Fortunately there are ways to safeguard privacy over the Internet. You encrypt, or disguise, your information before you send it over the Internet. That way, if someone intercepts it, the data is meaningless. And, if the intercepted data is changed, the intended recipient will know it was altered.
We use the Secure Sockets Layer (SSL) protocol to safeguard against the threats listed previously.
Confidentiality is ensured through encryption, the process of disguising information so that it can't be deciphered (or decrypted) by anyone but the intended recipient. If the information is intercepted, it will be unreadable by a third party. The only information that can be discovered is that the two parties are communicating. Integrity is also ensured through encryption. If someone attempts to alter an encrypted message, it will not decrypt correctly, alerting the recipient to the fact that someone has tampered with the message.
Encryption is the process of transforming information so it can't be decrypted or read by anyone but the intended recipient. This disguised information is called ciphertext. It is the ciphertext that you send across the Internet. For example, suppose you have a financial report stored at your web site. If SSL is enabled on your web server, your server encrypts the report and sends the ciphertext to a client, who turns the ciphertext back into the financial report.
Decryption reverses the process, turning the ciphertext back into the original message. Only the recipient can decrypt the text because only the recipient has a key. Only someone with the correct key can "unlock" a message.
Public-key encryption takes longer than symmetric encryption. However, client-server communication with SSL uses both types of encryption together to maximize their strengths. Here's how these processes are leveraged: A client and server exchange public keys (public-key encryption), and then the client generates a symmetric encryption key that is used only for a single transaction (symmetric encryption). This key is called a session key. The client encrypts the session key with the server's public key and sends it to the server. When the server receives the session key, it uses its private key to decrypt it. For the rest of that transaction, the client and the server can use the quicker symmetric encryption.
During an SSL connection, the client and the server agree to use the strongest cipher with which they both can communicate.
Technically, it's not impossible to "crack" ciphertext and determine the content of the original message--it just takes a lot of time and money. For example, it would take a single Pentium-based computer more than a billion years to crack the 128-bit encryption.

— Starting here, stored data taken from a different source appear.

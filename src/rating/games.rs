//! Game filtering and margin extraction

use crate::error::{RatingError, Result};
use crate::rating::normalize::normalize_team_name;
use crate::types::{Game, ScoredGame, TeamKey};
use std::collections::BTreeSet;

/// Parse a JSON array of game records as produced by the schedule scraper
pub fn games_from_json(raw: &str) -> Result<Vec<Game>> {
    serde_json::from_str(raw).map_err(|e| {
        RatingError::InputError {
            reason: format!("Malformed games document: {}", e),
        }
        .into()
    })
}

/// Keep games with two numeric scores and compute their capped margins.
///
/// Games with a missing, empty or non-numeric score are dropped silently.
pub fn scored_games(games: &[Game], margin_cap: f64) -> Vec<ScoredGame> {
    games
        .iter()
        .filter_map(|game| {
            let home_score = game.home_score.as_ref()?.as_number()?;
            let away_score = game.away_score.as_ref()?.as_number()?;

            Some(ScoredGame {
                home: normalize_team_name(game.home_team.as_deref()),
                away: normalize_team_name(game.away_team.as_deref()),
                margin: clip_margin(home_score - away_score, margin_cap),
            })
        })
        .collect()
}

/// Clip a margin to `[-cap, cap]`
pub fn clip_margin(margin: f64, cap: f64) -> f64 {
    margin.clamp(-cap, cap)
}

/// Sorted, deduplicated keys of every team appearing in `games`
pub fn team_universe(games: &[ScoredGame]) -> Vec<TeamKey> {
    games
        .iter()
        .flat_map(|g| [g.home.as_ref(), g.away.as_ref()])
        .flatten()
        .cloned()
        .collect::<BTreeSet<_>>()
        .into_iter()
        .collect()
}
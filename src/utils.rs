//! Utility functions for the rating engine

use chrono::{DateTime, Utc};

/// Get the current UTC timestamp
pub fn current_timestamp() -> DateTime<Utc> {
    Utc::now()
}

/// Round a value to a fixed number of decimal places
pub fn round_to(value: f64, decimals: u32) -> f64 {
    let factor = 10f64.powi(decimals as i32);
    (value * factor).round() / factor
}

/// Arithmetic mean, zero for an empty slice
pub fn mean(values: &[f64]) -> f64 {
    if values.is_empty() {
        return 0.0;
    }
    values.iter().sum::<f64>() / values.len() as f64
}

/// Population standard deviation, zero for fewer than two values
pub fn std_dev(values: &[f64]) -> f64 {
    if values.len() < 2 {
        return 0.0;
    }
    let m = mean(values);
    let variance = values.iter().map(|v| (v - m).powi(2)).sum::<f64>() / values.len() as f64;
    variance.max(0.0).sqrt()
}
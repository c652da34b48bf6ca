// SQLite Connection Pool Setup

use newsdesk_core::error::{AppError, Result};
use sqlx::sqlite::{SqliteConnectOptions, SqliteJournalMode, SqlitePool, SqlitePoolOptions};
use std::str::FromStr;
use std::time::Duration;

const MAX_CONNECTIONS: u32 = 10;

/// Create SQLite connection pool with WAL mode and a busy timeout
///
/// In-memory databases are private to a connection, so they get a pool of one.
pub async fn create_pool(database_url: &str) -> Result<SqlitePool> {
    let in_memory = database_url.contains(":memory:");

    let mut options = SqliteConnectOptions::from_str(database_url)
        .map_err(|e| AppError::Config(format!("Invalid database url {}: {}", database_url, e)))?
        .busy_timeout(Duration::from_secs(5))
        .create_if_missing(true);
    if !in_memory {
        options = options.journal_mode(SqliteJournalMode::Wal);
    }

    let max_connections = if in_memory { 1 } else { MAX_CONNECTIONS };
    let mut pool_options = SqlitePoolOptions::new().max_connections(max_connections);
    if in_memory {
        // Dropping the last connection would drop the database
        pool_options = pool_options.min_connections(1).idle_timeout(None).max_lifetime(None);
    }

    pool_options
        .connect_with(options)
        .await
        .map_err(|e| AppError::Unavailable(format!("Cannot open {}: {}", database_url, e)))
}

#[cfg(test)]
mod tests {
    use super::*;

    #[tokio::test]
    async fn test_create_pool() {
        let pool = create_pool("sqlite::memory:").await.unwrap();
        assert!(pool.acquire().await.is_ok());
    }

    #[tokio::test]
    async fn test_unreachable_path_is_unavailable() {
        let result = create_pool("sqlite:///invalid/path/that/does/not/exist/jobs.db").await;
        assert!(matches!(result, Err(AppError::Unavailable(_))));
    }
}
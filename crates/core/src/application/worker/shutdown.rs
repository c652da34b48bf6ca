// Shutdown Token

use tokio::sync::watch;

/// Shutdown signal for graceful termination
#[derive(Clone)]
pub struct ShutdownToken {
    rx: watch::Receiver<bool>,
}

impl ShutdownToken {
    /// Check if shutdown was requested
    pub fn is_shutdown(&self) -> bool {
        *self.rx.borrow()
    }

    /// Wait for shutdown signal
    pub async fn wait(&mut self) {
        if self.is_shutdown() {
            return;
        }
        let _ = self.rx.changed().await;
    }
}

/// Shutdown sender
pub struct ShutdownSender {
    tx: watch::Sender<bool>,
}

impl ShutdownSender {
    /// Signal shutdown to all holders of a token
    pub fn shutdown(&self) {
        let _ = self.tx.send(true);
    }
}

/// Create a shutdown channel
pub fn shutdown_channel() -> (ShutdownSender, ShutdownToken) {
    let (tx, rx) = watch::channel(false);
    (ShutdownSender { tx }, ShutdownToken { rx })
}
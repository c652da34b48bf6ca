// Newsdesk Infrastructure - SQLite Adapter
// Implements: JobStore

mod connection;
mod job_store;
mod migration;

pub use connection::create_pool;
pub use job_store::SqliteJobStore;
pub use migration::run_migrations;

// sqlx::Error conversion lives in job_store::map_sqlx_error: orphan rules
// forbid `From<sqlx::Error> for AppError` in this crate.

Of course, you could use several computers in conjunction. For example, if you dedicated ten computers to cracking that same encryption, it would take you one-tenth the time. Even then, only the single message in question would be deciphered because SSL generates a new encryption key for every exchange. However, it is conceivable that someone could use 100 dedicated computers working together to crack it more quickly. Of course, the cost of making such powerful machines unavailable for other tasks for that amount of time would be very high indeed--probably millions of dollars.
The precise level of security a key offers is measured by the size of certain numbers used in creating the key. These numbers are measured in bits. The greater the number of bits, the more secure the key. The key used in the previous example is a 128-bit key, which is so strong that the United States government doesn't allow products containing it to be exported. International versions of Netscape products are limited to 40-bit encryption keys. This is still strong enough to stop most hackers.